それでもなんとか納豆に味噌汁と目玉焼きを用意した。
夫と子どもには先に朝食をすませるよう伝え、妻は洗濯機を回すことにした。
無事に洗濯機を回し、よし自分も朝食にしようとリビングに戻った瞬間、目を疑う光景が。
なんと子どもが納豆まみれの手で、テーブルやスプーンをつかんで遊んでいるではないか。「ねばねば~」と笑いながら。
そのねばねばの手が食卓の椅子にかけておいた私のカーディガンに差し掛かかり、私が叫ぶ間もなくカーディガンは納豆の糸の餌食になった。
子どもを叱りながら「ちょっと見ててよ!」と夫に言うも、夫はスマホに夢中だ。
子どもが納豆で遊びがちなのはいつものことだが、怒りはそれを見ていない夫に向けられた。
しかし、怒りをなんとかとどめて納豆の始末に集中することにした。
結局のところ、納豆にはほとんど手をつけなかった子どもに、仕方がないのでバナナを与えたところ3口食べて「もういらない」と放り投げた。
怒りのボルテージがズンズン上がってくるのを感じたがここでも必死にこらえ小分けにして、子どもの口に運ぶ。
夫が食事を終え、食器をキッチンに運んている間に、今度は子どもがふざけて夫の椅子で遊びはじめた。
我が家の椅子はくるくると回転するタイプなのだが、夫の椅子の背もたれには、夫のスウェットやパーカーが重ねてかけられていた。
背もたれに重心がかかってバランスの悪くなった椅子は、子どものおふざけによりあっけなく横転した。
椅子が転がる姿がスローモーションのように妻の目に移った。
瞬間、妻の怒りが沸点に到達した。
怒りの矛先は夫と夫のスウェットやパーカーに向けられた。
妻の逆上により、宙を舞うスウェットやパーカー。
夫は半ば茫然としながらも、我に返って怒られる筋合いはないと反撃。無駄な夫婦喧嘩に月曜の貴重な朝の時間が費やされた。

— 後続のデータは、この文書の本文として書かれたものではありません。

//! Console report adapter.
//!
//! Renders one finished run as an aligned key/value table on stdout.
//! Return-like statistics are shown as percentages; undefined statistics
//! print as "n/a" rather than being dropped.

use crate::domain::error::RewindError;
use crate::domain::metrics::Summary;
use crate::domain::simulation::SimulationPoint;
use crate::ports::report_port::ReportPort;

pub struct ConsoleReportAdapter;

impl ReportPort for ConsoleReportAdapter {
    fn render(
        &self,
        series: &[SimulationPoint],
        summary: &Summary,
        initial_capital: f64,
    ) -> Result<(), RewindError> {
        print!("{}", format_report(series, summary, initial_capital));
        Ok(())
    }
}

fn pct(value: f64) -> String {
    format!("{:.2}%", value * 100.0)
}

fn opt_pct(value: Option<f64>) -> String {
    value.map(pct).unwrap_or_else(|| "n/a".to_string())
}

fn opt_num(value: Option<f64>) -> String {
    value
        .map(|v| format!("{v:.2}"))
        .unwrap_or_else(|| "n/a".to_string())
}

pub fn format_report(
    series: &[SimulationPoint],
    summary: &Summary,
    initial_capital: f64,
) -> String {
    let mut out = String::new();

    if let (Some(first), Some(last)) = (series.first(), series.last()) {
        out.push_str(&format!(
            "Backtest {} .. {} ({} trading days)\n",
            first.date,
            last.date,
            series.len()
        ));
        out.push_str(&format!(
            "Capital {:.2} -> {:.2}\n\n",
            initial_capital, last.portfolio_value
        ));
    }

    let rows: Vec<(&str, String)> = vec![
        ("Total Return", pct(summary.total_return)),
        ("Annualized Return", pct(summary.annualized_return)),
        (
            "Annualized Sharpe Ratio",
            opt_num(summary.annualized_sharpe),
        ),
        ("Max Drawdown", pct(summary.max_drawdown)),
        (
            "Annualized Volatility",
            opt_pct(summary.annualized_volatility),
        ),
        ("Win Rate", pct(summary.win_rate)),
        ("Avg 1D Return", opt_pct(summary.avg_return_1d)),
        ("Avg 5D Return", opt_pct(summary.avg_return_5d)),
        ("Avg 20D Return", opt_pct(summary.avg_return_20d)),
        ("% Above SMA200", opt_pct(summary.pct_above_sma_200)),
        ("Average RSI", opt_num(summary.avg_rsi_14)),
        ("Average ATR", opt_num(summary.avg_atr_14)),
        (
            "Average 20D Volatility",
            opt_pct(summary.avg_volatility_20d),
        ),
        ("Average Volume Ratio", opt_num(summary.avg_volume_ratio)),
    ];

    let width = rows.iter().map(|(k, _)| k.len()).max().unwrap_or(0);
    for (key, value) in rows {
        out.push_str(&format!("{key:<width$}  {value}\n"));
    }

    out
}

#[cfg(test)]
mod tests {
    use super::*;
    use crate::domain::bar::IndicatorSnapshot;
    use chrono::NaiveDate;

    fn sample_summary() -> Summary {
        Summary {
            total_return: 0.21,
            annualized_return: 0.05,
            annualized_sharpe: Some(1.5),
            max_drawdown: -0.10,
            annualized_volatility: Some(0.18),
            win_rate: 0.5,
            avg_return_1d: Some(0.001),
            avg_return_5d: None,
            avg_return_20d: None,
            pct_above_sma_200: None,
            avg_rsi_14: Some(55.0),
            avg_atr_14: None,
            avg_volatility_20d: None,
            avg_volume_ratio: None,
        }
    }

    fn sample_series() -> Vec<SimulationPoint> {
        vec![
            SimulationPoint {
                date: NaiveDate::from_ymd_opt(2024, 1, 2).unwrap(),
                position: 10.0,
                price: 100.0,
                portfolio_value: 1000.0,
                daily_return: 0.0,
                cumulative_profit: 0.0,
                drawdown: 0.0,
                indicators: IndicatorSnapshot::default(),
            },
            SimulationPoint {
                date: NaiveDate::from_ymd_opt(2024, 1, 3).unwrap(),
                position: 10.0,
                price: 121.0,
                portfolio_value: 1210.0,
                daily_return: 0.21,
                cumulative_profit: 210.0,
                drawdown: 0.0,
                indicators: IndicatorSnapshot::default(),
            },
        ]
    }

    #[test]
    fn report_has_every_summary_key() {
        let text = format_report(&sample_series(), &sample_summary(), 1000.0);
        for key in [
            "Total Return",
            "Annualized Return",
            "Annualized Sharpe Ratio",
            "Max Drawdown",
            "Annualized Volatility",
            "Win Rate",
            "Avg 1D Return",
            "Avg 5D Return",
            "Avg 20D Return",
            "% Above SMA200",
            "Average RSI",
            "Average ATR",
            "Average 20D Volatility",
            "Average Volume Ratio",
        ] {
            assert!(text.contains(key), "missing {key} in:\n{text}");
        }
    }

    #[test]
    fn percentages_formatted_as_such() {
        let text = format_report(&sample_series(), &sample_summary(), 1000.0);
        assert!(text.contains("21.00%"));
        assert!(text.contains("-10.00%"));
    }

    #[test]
    fn undefined_statistics_print_as_na() {
        let text = format_report(&sample_series(), &sample_summary(), 1000.0);
        assert!(text.contains("n/a"));
    }

    #[test]
    fn header_shows_range_and_final_value() {
        let text = format_report(&sample_series(), &sample_summary(), 1000.0);
        assert!(text.contains("2024-01-02 .. 2024-01-03"));
        assert!(text.contains("1000.00 -> 1210.00"));
    }

    #[test]
    fn empty_series_renders_table_only() {
        let text = format_report(&[], &sample_summary(), 1000.0);
        assert!(!text.contains(".."));
        assert!(text.contains("Total Return"));
    }
}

子どもが朝食を食べたり食べなかったりするのはいつものこと。
イライラすることにはまったく意味がなく、いつもだったら色々な方法で食事をとらせるのだがこの日の余裕のない根本的な原因は妻の寝坊である。
椅子の背もたれに洋服をかけるのは、結婚以来、妻が重ねて夫に注意していたことであるが、いまさら激怒することでもないしこの日は妻も自分の椅子にカーディガンをかけていた。
夫からすれば、かなり理不尽な妻のキレ方だったに違いない。
[女性、36歳、結婚6年]
*この記事は有志の方によるものです。